W3C home > Mailing lists > Public > public-credentials@w3.org > December 2015

Re: Verifiable Claims Telecon Minutes for 2015-12-01

From: Dave Longley <dlongley@digitalbazaar.com>
Date: Mon, 7 Dec 2015 21:16:41 -0500
To: Tony Arcieri <bascule@gmail.com>
Cc: "msporny@digitalbazaar.com" <msporny@digitalbazaar.com>, Web Payments IG <public-webpayments-ig@w3.org>, Credentials CG <public-credentials@w3.org>
Message-ID: <56663D89.7090607@digitalbazaar.com>
On 12/01/2015 06:59 PM, Tony Arcieri wrote:
> On Tue, Dec 1, 2015 at 3:10 PM, Dave Longley 
> <dlongley@digitalbazaar.com <mailto:dlongley@digitalbazaar.com>> 
> wrote:
>> So, here we're talking about an identity credentials ecosystem 
>> where entities (eg: people) can collect verifiable claims about 
>> themselves, aggregate them into digital identities as they see
>> fit, and then decide to share them as they see fit.
>> This is different from an authorization credentials system, for 
>> example, where services want to restrict access to certain 
>> resources.

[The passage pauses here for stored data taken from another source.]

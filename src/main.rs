//! Rust Accounts Engine CLI
//!
//! Command-line interface for replaying account creations and transfers from
//! CSV files.
//!
//! # Usage
//!
//! ```bash
//! cargo run -- operations.csv > balances.csv
//! cargo run -- --strategy sync operations.csv > balances.csv
//! cargo run -- --strategy async --batch-size 2000 --workers 8 operations.csv > balances.csv
//! RUST_LOG=debug cargo run -- --max-scale 2 operations.csv > balances.csv
//! ```
//!
//! Final balances go to stdout; logs go to stderr.
//!
//! # Exit Codes
//!
//! - 0: Success (rejected operations are logged, not fatal)
//! - 1: Error (file not found, file not readable, store failure, etc.)

use rust_accounts_engine::cli;
use rust_accounts_engine::logging;
use rust_accounts_engine::strategy;
use std::process;
use tracing::error;

fn main() {
    let args = cli::parse_args();
    logging::init_logging(&args.log_level);

    let strategy = {
        let config = if matches!(args.strategy, cli::StrategyType::Async) {
            Some(args.to_batch_config())
        } else {
            None
        };
        strategy::create_strategy(args.strategy, config, args.amount_policy())
    };

    let mut output = std::io::stdout();
    if let Err(e) = strategy.process(&args.input_file, &mut output) {
        error!(error = %e, "processing failed");
        eprintln!("Error: {}", e);
        process::exit(1);
    }
}
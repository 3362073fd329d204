//! Synchronous CSV reader with iterator interface
//!
//! Provides a streaming iterator over operation records from a CSV file.
//! Delegates CSV format concerns to the csv_format module.
//!
//! ```no_run
//! use rust_accounts_engine::io::csv_format::AmountPolicy;
//! use rust_accounts_engine::io::sync_reader::SyncReader;
//! use std::path::Path;
//!
//! let reader = SyncReader::new(Path::new("operations.csv"), AmountPolicy::default()).unwrap();
//! for result in reader {
//!     match result {
//!         Ok(operation) => println!("Processing operation: {:?}", operation),
//!         Err(e) => eprintln!("Error: {}", e),
//!     }
//! }
//! ```
//!
//! # Error Handling
//!
//! - Fatal errors (file not found, I/O errors) are returned from `new()`
//! - Individual record parsing errors are yielded as Err variants in the iterator
//! - Line numbers are included in error messages for debugging

use crate::io::csv_format::{convert_csv_record, AmountPolicy, CsvRecord};
use crate::types::AccountOperation;
use csv::{ReaderBuilder, Trim};
use std::fs::File;
use std::path::Path;

/// Synchronous CSV reader
///
/// Reads one record at a time; memory use does not grow with the file.
#[derive(Debug)]
pub struct SyncReader {
    reader: csv::Reader<File>,
    policy: AmountPolicy,
    line_num: usize,
}

impl SyncReader {
    /// Open the CSV file at `path` for streaming iteration
    ///
    /// # Returns
    ///
    /// * `Ok(SyncReader)` if file opened successfully
    /// * `Err(String)` if file could not be opened
    pub fn new(path: &Path, policy: AmountPolicy) -> Result<Self, String> {
        let file = File::open(path)
            .map_err(|e| format!("Failed to open file '{}': {}", path.display(), e))?;

        let reader = ReaderBuilder::new()
            .trim(Trim::All)
            .flexible(true)
            .buffer_capacity(8 * 1024)
            .from_reader(file);

        Ok(Self {
            reader,
            policy,
            line_num: 0,
        })
    }
}

impl Iterator for SyncReader {
    type Item = Result<AccountOperation, String>;

    fn next(&mut self) -> Option<Self::Item> {
        let mut deserializer = self.reader.deserialize::<CsvRecord>();
        let result = deserializer.next()?;
        self.line_num += 1;

        // +1 for the header row
        let line = self.line_num + 1;
        Some(match result {
            Ok(csv_record) => convert_csv_record(csv_record, &self.policy)
                .map_err(|e| format!("Line {}: {}", line, e)),
            Err(e) => Err(format!("Line {}: CSV parse error: {}", line, e)),
        })
    }
}
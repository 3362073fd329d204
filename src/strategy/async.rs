//! Asynchronous multi-worker processing strategy
//!
//! This module provides a multi-threaded implementation of the
//! ProcessingStrategy trait. Operations are read in batches and each batch's
//! transfers run concurrently against one shared `TransferCoordinator`.
//!
//! # Architecture
//!
//! ```text
//! AsyncProcessingStrategy
//!     ├── BatchConfig (batch_size, workers)
//!     ├── AsyncReader (batch CSV reading)
//!     └── BatchProcessor (creates in order, transfers on the blocking pool)
//!         └── TransferCoordinator
//!             ├── LockRegistry
//!             └── MemoryGateway
//! ```
//!
//! # Ordering
//!
//! - Batches are processed one after another
//! - Within a batch, creates run first in input order so ids match the sync strategy
//! - Within a batch, transfers have no ordering guarantee relative to each other;
//!   transfers sharing an account are serialised by the coordinator's locks

use crate::core::{BatchProcessor, TransferCoordinator};
use crate::io::async_reader::AsyncReader;
use crate::io::csv_format::{write_balances_csv, AmountPolicy};
use crate::store::MemoryGateway;
use crate::strategy::ProcessingStrategy;
use std::io::Write;
use std::path::Path;
use std::sync::Arc;
use tracing::{debug, warn};

/// Configuration for batch processing
#[derive(Clone, Debug, PartialEq, Eq)]
pub struct BatchConfig {
    /// Number of operations per batch
    pub batch_size: usize,
    /// Maximum number of transfers executing at once
    pub workers: usize,
}

impl Default for BatchConfig {
    fn default() -> Self {
        Self {
            batch_size: 1000,
            workers: num_cpus::get(),
        }
    }
}

impl BatchConfig {
    /// Create a new BatchConfig, replacing zero values with defaults
    pub fn new(batch_size: usize, workers: usize) -> Self {
        let default = Self::default();

        let batch_size = if batch_size == 0 {
            warn!(
                batch_size,
                default = default.batch_size,
                "invalid batch_size, using default"
            );
            default.batch_size
        } else {
            batch_size
        };

        let workers = if workers == 0 {
            warn!(workers, default = default.workers, "invalid workers, using default");
            default.workers
        } else {
            workers
        };

        Self {
            batch_size,
            workers,
        }
    }
}

/// Asynchronous batch processing strategy
#[derive(Debug, Clone)]
pub struct AsyncProcessingStrategy {
    config: BatchConfig,
    policy: AmountPolicy,
}

impl AsyncProcessingStrategy {
    pub fn new(config: BatchConfig, policy: AmountPolicy) -> Self {
        Self { config, policy }
    }
}

impl ProcessingStrategy for AsyncProcessingStrategy {
    fn process(&self, input_path: &Path, output: &mut dyn Write) -> Result<(), String> {
        // Blocking threads carry the transfers; cap them at the worker count
        let runtime = tokio::runtime::Builder::new_multi_thread()
            .worker_threads(2)
            .max_blocking_threads(self.config.workers)
            .build()
            .map_err(|e| format!("Failed to create tokio runtime: {}", e))?;

        runtime.block_on(async {
            let store = Arc::new(MemoryGateway::new());
            let coordinator = Arc::new(TransferCoordinator::new(store.clone()));
            let processor = BatchProcessor::new(coordinator);

            let file = tokio::fs::File::open(input_path)
                .await
                .map_err(|e| format!("Failed to open file '{}': {}", input_path.display(), e))?;

            // Wrap tokio file in a compatibility layer for csv-async
            let compat_file = tokio_util::compat::TokioAsyncReadCompatExt::compat(file);
            let mut reader = AsyncReader::new(compat_file, self.policy);

            loop {
                let batch = reader.read_batch(self.config.batch_size).await;
                if batch.is_empty() {
                    break;
                }

                // Wait for the whole batch before reading the next one
                let results = processor.process_batch(batch).await;
                debug!(
                    executed = results.len(),
                    failed = results.iter().filter(|r| r.result.is_err()).count(),
                    "batch processed"
                );
            }

            let accounts = store.accounts().map_err(|e| e.to_string())?;
            write_balances_csv(&accounts, output)?;

            Ok(())
        })
    }
}
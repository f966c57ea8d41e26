//! Entry commands for CLI.

use clap::Subcommand;
use humane_core::habit::week_window;
use humane_core::{cycle_cell, CycleOutcome, CycleRequest, EntryStore};

use super::{confirm, date_or_today, format_value, today, CmdResult, Session};

#[derive(Subcommand)]
pub enum EntryAction {
    /// Advance one day cell: none, 1, 2, 3, 4, 5, 0.5, none
    Cycle {
        /// Habit ID
        habit_id: String,
        /// Day to change (YYYY-MM-DD, default: today)
        #[arg(long)]
        date: Option<String>,
        /// Skip the confirmation for days before yesterday or in the future
        #[arg(long)]
        yes: bool,
    },
    /// List the entries of one week
    List {
        /// Any day of the week (YYYY-MM-DD, default: today)
        #[arg(long)]
        date: Option<String>,
        /// Print as JSON
        #[arg(long)]
        json: bool,
    },
}

pub fn run(action: EntryAction) -> CmdResult {
    let session = Session::open()?;

    match action {
        EntryAction::Cycle {
            habit_id,
            date,
            yes,
        } => {
            let habit = session.habit(&habit_id)?;
            let date = date_or_today(date.as_deref())?;
            let request = CycleRequest::new(&habit.id, session.user_id(), date, today());
            let ask = session.config.tracker.confirm_historical_edits && !yes;

            let mut prompt_error = None;
            let outcome = cycle_cell(&session.store, &request, |req| {
                if !ask {
                    return true;
                }
                match confirm(&format!("Change {} on {}?", habit.name, req.date)) {
                    Ok(answer) => answer,
                    Err(e) => {
                        prompt_error = Some(e);
                        false
                    }
                }
            })?;
            if let Some(e) = prompt_error {
                return Err(e.into());
            }

            match outcome {
                CycleOutcome::Created { value, .. } => {
                    println!("{} {date}: none -> {}", habit.name, format_value(Some(value)));
                }
                CycleOutcome::Updated { from, to, .. } => {
                    println!(
                        "{} {date}: {} -> {}",
                        habit.name,
                        format_value(Some(from)),
                        format_value(Some(to))
                    );
                }
                CycleOutcome::Deleted { from, .. } => {
                    println!("{} {date}: {} -> none", habit.name, format_value(Some(from)));
                }
                CycleOutcome::Declined => println!("{} {date}: unchanged", habit.name),
            }
        }
        EntryAction::List { date, json } => {
            let (monday, sunday) = week_window(date_or_today(date.as_deref())?);
            let entries = session
                .store
                .get_by_user_and_date_range(session.user_id(), monday, sunday)?;
            if json {
                println!("{}", serde_json::to_string_pretty(&entries)?);
            } else {
                for entry in &entries {
                    println!("{}  {}  {}", entry.date, entry.habit_id, entry.value);
                }
            }
        }
    }
    Ok(())
}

Of course, a verifiable claims technology can be used
>> to provide the identity and authentication piece for such a
>> system, but it would not directly provide the authorization or
>> delegation mechanism.
> Identity-centric systems are exactly how we wind up with ambient 
> authority and confused deputies, because they cannot model 
> authorization decisions across more than two principals.
> See: http://waterken.sourceforge.net/aclsdont/current.pdf

The Identity Credentials/Verifiable Claims work is about making it
possible to make and verify claims about identities in a user-centric,
standard way. This work is primarily about making it easy for people to
go about collecting and aggregating (as they see fit) verifiable claims
that third parties make about them  -- and then being able to share
those claims with others, who can verify their authenticity. We may need
to better refine the problem statement in order to clarify this. We
welcome any specific language suggestions you may have.

I will say that it is certainly true that this technology can be
integrated with access control systems. However, how one goes about
modeling an access control system, whether that be via the ACL model or
the Capability model, is a separate concern.

But, in both models, the ability to authenticate identities may be
required. The intent of the Verifiable Claims work is to make it
possible for a system to authenticate an identity that is composed of
verifiable claims.

If you use the ACL model, authentication will be delayed until right
before an action is taken, potentially leading to a confused deputy
because resource designation occurs without authority. This is true
whether you authenticate using verifiable claims or some other mechanism.

If you use the Capability model, resource designation cannot occur
without authority; so the identity involved is tightly bound to a
particular capability for a particular resource. Authentication will
therefore occur during capability transfer, preventing any confusion
over which identity is attempting to interact with the designated resource.

Clearly the second model has advantages; but I believe this problem is
orthogonal to the Verifiable Claims work. It does fall squarely in the
realm of macaroons and, as I've said before, the two technologies could
play nicely with one another to implement these types of systems.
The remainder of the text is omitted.